Australian rules footballer

Scott Maxwell Bamford (born 23 June 1974) is a retired Australian rules footballer who played for Fitzroy, Brisbane, and Geelong in the Australian Football League and for North Adelaide in the South Australian National Football League.

==Career==

===Fitzroy===
Scott Bamford was drafted in the 1995 AFL draft, first round, pick number 4 overall, to the Fitzroy Lions from North Adelaide. He made his debut in the 1st round of the 1996 AFL season, gathering 20 disposals. He went on to play all 22 games in his debut season, scoring 6 goals and 13 behinds. However, his team, Fitzroy, only managed the one win throughout the whole year, and finished on a percentage of 49.47 (see 1996 AFL season), and he played in Fitzroy's last AFL game, an 86-point loss.
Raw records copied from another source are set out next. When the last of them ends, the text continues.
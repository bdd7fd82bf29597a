//! Audit entry data structures

use chrono::{DateTime, Utc};
use serde::{Deserialize, Serialize};

/// Types of operations that can be audited
#[derive(Debug, Clone, Copy, PartialEq, Eq, Serialize, Deserialize)]
#[serde(rename_all = "lowercase")]
pub enum Operation {
    Create,
    Update,
    Delete,
}

impl std::fmt::Display for Operation {
    fn fmt(&self, f: &mut std::fmt::Formatter<'_>) -> std::fmt::Result {
        match self {
            Operation::Create => write!(f, "CREATE"),
            Operation::Update => write!(f, "UPDATE"),
            Operation::Delete => write!(f, "DELETE"),
        }
    }
}

/// What kind of record an operation touched
#[derive(Debug, Clone, Copy, PartialEq, Eq, Serialize, Deserialize)]
#[serde(rename_all = "snake_case")]
pub enum EntityType {
    Profile,
    LogEntry,
    /// A whole day's log (resets)
    DailyLog,
}

impl std::fmt::Display for EntityType {
    fn fmt(&self, f: &mut std::fmt::Formatter<'_>) -> std::fmt::Result {
        match self {
            EntityType::Profile => write!(f, "Profile"),
            EntityType::LogEntry => write!(f, "LogEntry"),
            EntityType::DailyLog => write!(f, "DailyLog"),
        }
    }
}

/// A single audit log entry
#[derive(Debug, Clone, Serialize, Deserialize)]
pub struct AuditEntry {
    /// When the operation occurred (UTC)
    pub timestamp: DateTime<Utc>,

    /// User the state belongs to
    pub user: String,

    pub operation: Operation,

    pub entity_type: EntityType,

    /// Entry id, ISO date, or the user id for profiles
    pub entity_id: String,

    /// Human-readable label (e.g. food name)
    #[serde(skip_serializing_if = "Option::is_none")]
    pub entity_name: Option<String>,

    #[serde(skip_serializing_if = "Option::is_none")]
    pub before: Option<serde_json::Value>,

    #[serde(skip_serializing_if = "Option::is_none")]
    pub after: Option<serde_json::Value>,

    /// Human-readable diff summary
    #[serde(skip_serializing_if = "Option::is_none")]
    pub diff_summary: Option<String>,
}

impl AuditEntry {
    fn base(
        user: &str,
        operation: Operation,
        entity_type: EntityType,
        entity_id: impl Into<String>,
        entity_name: Option<String>,
    ) -> Self {
        Self {
            timestamp: Utc::now(),
            user: user.to_string(),
            operation,
            entity_type,
            entity_id: entity_id.into(),
            entity_name,
            before: None,
            after: None,
            diff_summary: None,
        }
    }

    /// Record a newly created entity
    pub fn create<T: Serialize>(
        user: &str,
        entity_type: EntityType,
        entity_id: impl Into<String>,
        entity_name: Option<String>,
        entity: &T,
    ) -> Self {
        Self {
            after: serde_json::to_value(entity).ok(),
            ..Self::base(user, Operation::Create, entity_type, entity_id, entity_name)
        }
    }

    /// Record a change, with an optional pre-computed diff
    pub fn update<T: Serialize>(
        user: &str,
        entity_type: EntityType,
        entity_id: impl Into<String>,
        before: &T,
        after: &T,
        diff_summary: Option<String>,
    ) -> Self {
        Self {
            before: serde_json::to_value(before).ok(),
            after: serde_json::to_value(after).ok(),
            diff_summary,
            ..Self::base(user, Operation::Update, entity_type, entity_id, None)
        }
    }

    /// Record a removed entity
    pub fn delete<T: Serialize>(
        user: &str,
        entity_type: EntityType,
        entity_id: impl Into<String>,
        entity_name: Option<String>,
        entity: &T,
    ) -> Self {
        Self {
            before: serde_json::to_value(entity).ok(),
            ..Self::base(user, Operation::Delete, entity_type, entity_id, entity_name)
        }
    }

    /// Format the entry for human-readable output
    pub fn format_human_readable(&self) -> String {
        let mut output = format!(
            "[{}] {} {} {} {}",
            self.timestamp.format("%Y-%m-%d %H:%M:%S UTC"),
            self.user,
            self.operation,
            self.entity_type,
            self.entity_id
        );

        if let Some(name) = &self.entity_name {
            output.push_str(&format!(" ({})", name));
        }

        if let Some(diff) = &self.diff_summary {
            output.push_str(&format!("\n  Changes: {}", diff));
        }

        output
    }
}

#[cfg(test)]
mod tests {
    use super::*;
    use serde_json::json;

    #[test]
    fn test_create_entry() {
        let entry = AuditEntry::create(
            "guest",
            EntityType::LogEntry,
            "ent-12345678",
            Some("Банан".to_string()),
            &json!({"name": "Банан", "grams": 120}),
        );

        assert_eq!(entry.operation, Operation::Create);
        assert_eq!(entry.user, "guest");
        assert!(entry.before.is_none());
        assert!(entry.after.is_some());
    }

    #[test]
    fn test_update_entry() {
        let entry = AuditEntry::update(
            "guest",
            EntityType::Profile,
            "guest",
            &json!({"weight": 70.0}),
            &json!({"weight": 68.5}),
            Some("weight: 70.0 -> 68.5".to_string()),
        );

        assert_eq!(entry.operation, Operation::Update);
        assert!(entry.before.is_some());
        assert!(entry.after.is_some());
        assert_eq!(entry.diff_summary.as_deref(), Some("weight: 70.0 -> 68.5"));
    }

    #[test]
    fn test_delete_entry() {
        let entry = AuditEntry::delete(
            "guest",
            EntityType::DailyLog,
            "2025-03-01",
            None,
            &json!([]),
        );

        assert_eq!(entry.operation, Operation::Delete);
        assert!(entry.before.is_some());
        assert!(entry.after.is_none());
    }

    #[test]
    fn test_serialization() {
        let entry = AuditEntry::create("42", EntityType::LogEntry, "ent-1", None, &json!({}));

        let json = serde_json::to_value(&entry).unwrap();
        assert_eq!(json["entity_type"], "log_entry");
        assert_eq!(json["operation"], "create");

        let back: AuditEntry = serde_json::from_value(json).unwrap();
        assert_eq!(back.entity_type, EntityType::LogEntry);
    }

    #[test]
    fn test_human_readable_format() {
        let entry = AuditEntry::create(
            "guest",
            EntityType::LogEntry,
            "ent-12345678",
            Some("Яблоко".to_string()),
            &json!({}),
        );

        let formatted = entry.format_human_readable();
        assert!(formatted.contains("CREATE"));
        assert!(formatted.contains("LogEntry"));
        assert!(formatted.contains("ent-12345678"));
        assert!(formatted.contains("Яблоко"));
    }
}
Bamford was one of eight players to transfer to Brisbane when Fitzroy's AFL operations were taken over by the Brisbane Bears to form the Brisbane Lions, which included notable players such as Chris Johnson and John Barker.
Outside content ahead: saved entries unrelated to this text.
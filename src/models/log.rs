//! Food log models
//!
//! A `LogEntry` is a snapshot of one food eaten: name, grams and the nutrients
//! derived for that quantity at logging time. Entries are grouped per local
//! calendar date into a `DailyLog`, and the `History` maps dates to days.

use chrono::{DateTime, NaiveDate, SubsecRound, Utc};
use serde::{Deserialize, Serialize};
use std::collections::BTreeMap;

use super::ids::EntryId;
use super::nutrients::Nutrients;
use super::profile::Profile;

/// One logged portion of food
#[derive(Debug, Clone, PartialEq, Serialize, Deserialize)]
pub struct LogEntry {
    /// Unique identifier (assigned on load for records written without one)
    #[serde(default)]
    pub id: EntryId,

    /// Food name at the time of logging
    pub name: String,

    /// Grams eaten
    pub grams: f64,

    /// Nutrients for `grams` of the food
    #[serde(flatten)]
    pub nutrients: Nutrients,

    /// When the entry was logged, stored as epoch milliseconds
    #[serde(
        rename = "ts",
        with = "chrono::serde::ts_milliseconds",
        default = "Utc::now"
    )]
    pub created_at: DateTime<Utc>,
}

impl LogEntry {
    /// Create a new entry stamped with the current time
    pub fn new(name: impl Into<String>, grams: f64, nutrients: Nutrients) -> Self {
        Self {
            id: EntryId::new(),
            name: name.into(),
            grams,
            nutrients,
            // Millisecond precision survives the storage round trip
            created_at: Utc::now().trunc_subsecs(3),
        }
    }
}

/// Entries for one calendar date, in logging order
#[derive(Debug, Clone, Default, PartialEq, Serialize, Deserialize)]
#[serde(transparent)]
pub struct DailyLog(Vec<LogEntry>);

impl DailyLog {
    pub fn new() -> Self {
        Self(Vec::new())
    }

    /// Entries in logging order
    pub fn entries(&self) -> &[LogEntry] {
        &self.0
    }

    pub fn len(&self) -> usize {
        self.0.len()
    }

    pub fn is_empty(&self) -> bool {
        self.0.is_empty()
    }

    pub fn push(&mut self, entry: LogEntry) {
        self.0.push(entry);
    }

    /// Remove all entries
    pub fn clear(&mut self) {
        self.0.clear();
    }

    /// Resolve a user reference to an entry id
    ///
    /// Accepts a 1-based position in logging order, a full UUID, or the short
    /// `ent-xxxxxxxx` form (any unambiguous prefix). A bare number is always a
    /// position; an all-digit id prefix needs the `ent-` prefix.
    pub fn resolve(&self, reference: &str) -> Option<EntryId> {
        let reference = reference.trim();

        if let Ok(position) = reference.parse::<usize>() {
            return position
                .checked_sub(1)
                .and_then(|index| self.0.get(index))
                .map(|entry| entry.id);
        }

        let mut matches = self.0.iter().filter(|e| e.id.matches(reference));
        match (matches.next(), matches.next()) {
            (Some(entry), None) => Some(entry.id),
            _ => None,
        }
    }

    /// Remove the entry with `id`, returning it
    pub fn remove(&mut self, id: EntryId) -> Option<LogEntry> {
        let index = self.0.iter().position(|e| e.id == id)?;
        Some(self.0.remove(index))
    }
}

impl From<Vec<LogEntry>> for DailyLog {
    fn from(entries: Vec<LogEntry>) -> Self {
        Self(entries)
    }
}

/// Daily logs keyed by ISO date, oldest first; retention is unbounded
#[derive(Debug, Clone, Default, PartialEq, Serialize, Deserialize)]
#[serde(transparent)]
pub struct History(BTreeMap<NaiveDate, DailyLog>);

impl History {
    pub fn new() -> Self {
        Self(BTreeMap::new())
    }

    /// The log for `date`, if anything was ever recorded for it
    pub fn day(&self, date: NaiveDate) -> Option<&DailyLog> {
        self.0.get(&date)
    }

    /// The log for `date`, created empty if missing
    pub fn day_mut(&mut self, date: NaiveDate) -> &mut DailyLog {
        self.0.entry(date).or_default()
    }

    /// Entries for `date`, empty if none
    pub fn entries_for(&self, date: NaiveDate) -> &[LogEntry] {
        self.day(date).map(DailyLog::entries).unwrap_or(&[])
    }

    /// Iterate days in date order
    pub fn iter(&self) -> impl Iterator<Item = (&NaiveDate, &DailyLog)> {
        self.0.iter()
    }

    /// Number of dates with a stored log
    pub fn len(&self) -> usize {
        self.0.len()
    }

    pub fn is_empty(&self) -> bool {
        self.0.is_empty()
    }
}

/// Everything persisted for one user
#[derive(Debug, Clone, Default, PartialEq, Serialize, Deserialize)]
pub struct UserState {
    #[serde(default)]
    pub profile: Profile,
    #[serde(default)]
    pub history: History,
}

#[cfg(test)]
mod tests {
    use super::*;

    fn entry(name: &str, kcal: f64) -> LogEntry {
        LogEntry::new(name, 100.0, Nutrients::new(kcal, 0.0, 0.0, 0.0))
    }

    fn date(s: &str) -> NaiveDate {
        s.parse().unwrap()
    }

    #[test]
    fn test_resolve_by_position() {
        let mut log = DailyLog::new();
        log.push(entry("Apple", 52.0));
        log.push(entry("Banana", 96.0));

        assert_eq!(log.resolve("2"), Some(log.entries()[1].id));
        assert_eq!(log.resolve("0"), None);
        assert_eq!(log.resolve("3"), None);
    }

    #[test]
    fn test_resolve_by_id() {
        let mut log = DailyLog::new();
        log.push(entry("Apple", 52.0));
        let id = log.entries()[0].id;

        assert_eq!(log.resolve(&id.to_string()), Some(id));
        assert_eq!(log.resolve(&id.as_uuid().to_string()), Some(id));
        assert_eq!(log.resolve("ent-zzzz"), None);
    }

    #[test]
    fn test_numeric_reference_is_only_a_position() {
        let mut first = entry("Apple", 52.0);
        first.id = "3a0e8400-e29b-41d4-a716-446655440000".parse().unwrap();
        let mut second = entry("Banana", 96.0);
        second.id = "12345678-e29b-41d4-a716-446655440000".parse().unwrap();

        let log = DailyLog::from(vec![first.clone(), second.clone()]);

        // Out of range, even though the first id starts with "3"
        assert_eq!(log.resolve("3"), None);
        assert_eq!(log.resolve("12345678"), None);
        assert_eq!(log.resolve("ent-12345678"), Some(second.id));
        assert_eq!(log.resolve("ent-3a0e"), Some(first.id));
        assert_eq!(log.resolve("1"), Some(first.id));
    }

    #[test]
    fn test_remove() {
        let mut log = DailyLog::new();
        log.push(entry("Apple", 52.0));
        log.push(entry("Banana", 96.0));
        let id = log.entries()[0].id;

        let removed = log.remove(id).unwrap();
        assert_eq!(removed.name, "Apple");
        assert_eq!(log.len(), 1);
        assert!(log.remove(id).is_none());
    }

    #[test]
    fn test_history_day_mut_creates_day() {
        let mut history = History::new();
        assert!(history.day(date("2025-03-01")).is_none());

        history.day_mut(date("2025-03-01")).push(entry("Apple", 52.0));
        assert_eq!(history.entries_for(date("2025-03-01")).len(), 1);
        assert!(history.entries_for(date("2025-03-02")).is_empty());
    }

    #[test]
    fn test_history_serializes_iso_keys() {
        let mut history = History::new();
        history.day_mut(date("2025-03-01")).push(entry("Apple", 52.0));

        let json = serde_json::to_value(&history).unwrap();
        assert!(json.get("2025-03-01").is_some());
        assert_eq!(json["2025-03-01"][0]["name"], "Apple");
        assert_eq!(json["2025-03-01"][0]["kcal"], 52.0);
    }

    #[test]
    fn test_entry_without_id_gets_one() {
        let raw = r#"{"name":"Банан","grams":120,"kcal":115.2,"p":1.44,"f":0.36,"c":26.16,"ts":1735732800000}"#;
        let entry: LogEntry = serde_json::from_str(raw).unwrap();
        assert_eq!(entry.name, "Банан");
        assert_eq!(entry.grams, 120.0);
        assert_eq!(entry.nutrients.kcal, 115.2);
        assert_eq!(entry.created_at.timestamp_millis(), 1_735_732_800_000);
        assert!(!entry.id.as_uuid().is_nil());
    }

    #[test]
    fn test_user_state_round_trip() {
        let mut state = UserState::default();
        state.profile.weight = 81.0;
        state.history.day_mut(date("2025-03-01")).push(entry("Apple", 52.0));

        let json = serde_json::to_string(&state).unwrap();
        let loaded: UserState = serde_json::from_str(&json).unwrap();
        assert_eq!(loaded, state);
    }
}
===Brisbane and Geelong===
He made his debut for Brisbane in round 2 of the 1997 AFL season, but did not have the same effect, only playing 11 games for the season, gathering 99 disposals and kicking 7 goals. In 1998, he played 13 games, scoring 10 goals. At the end of the 1998 AFL season, he was traded to Geelong where he played in the 1999 AFL season, scoring 10 goals in 13 games for the cats. He was delisted at the end of the season. He finished his AFL career with a total of 59 games and 33 goals for 3 different teams.

===North Adelaide===
He returned to play on in the SANFL with North Adelaide, which included shades from his Fitzroy time, when North Adelaide won just 1 game in 2003, finishing on the bottom of the ladder, such as Fitzroy in the 1996 AFL season. In the 2007 season, he played his 200th game for North Adelaide in the Preliminary final win against Woodville-west Torrens, although the team eventually lost the Grand Final to Central District.

Bamford considered playing on in the 2008 SANFL season, saying "I'm still enjoying the game as much, if not more, than I ever have", but, on 27 October 2007 at the North Adelaide Best & Fairest Night, he announced his retirement from football after spending three weeks agonising about his future. When making a speech he was given a standing ovation by past and present teammates, club support staff, coaching panel and supporters. He plans to spend more time with his family.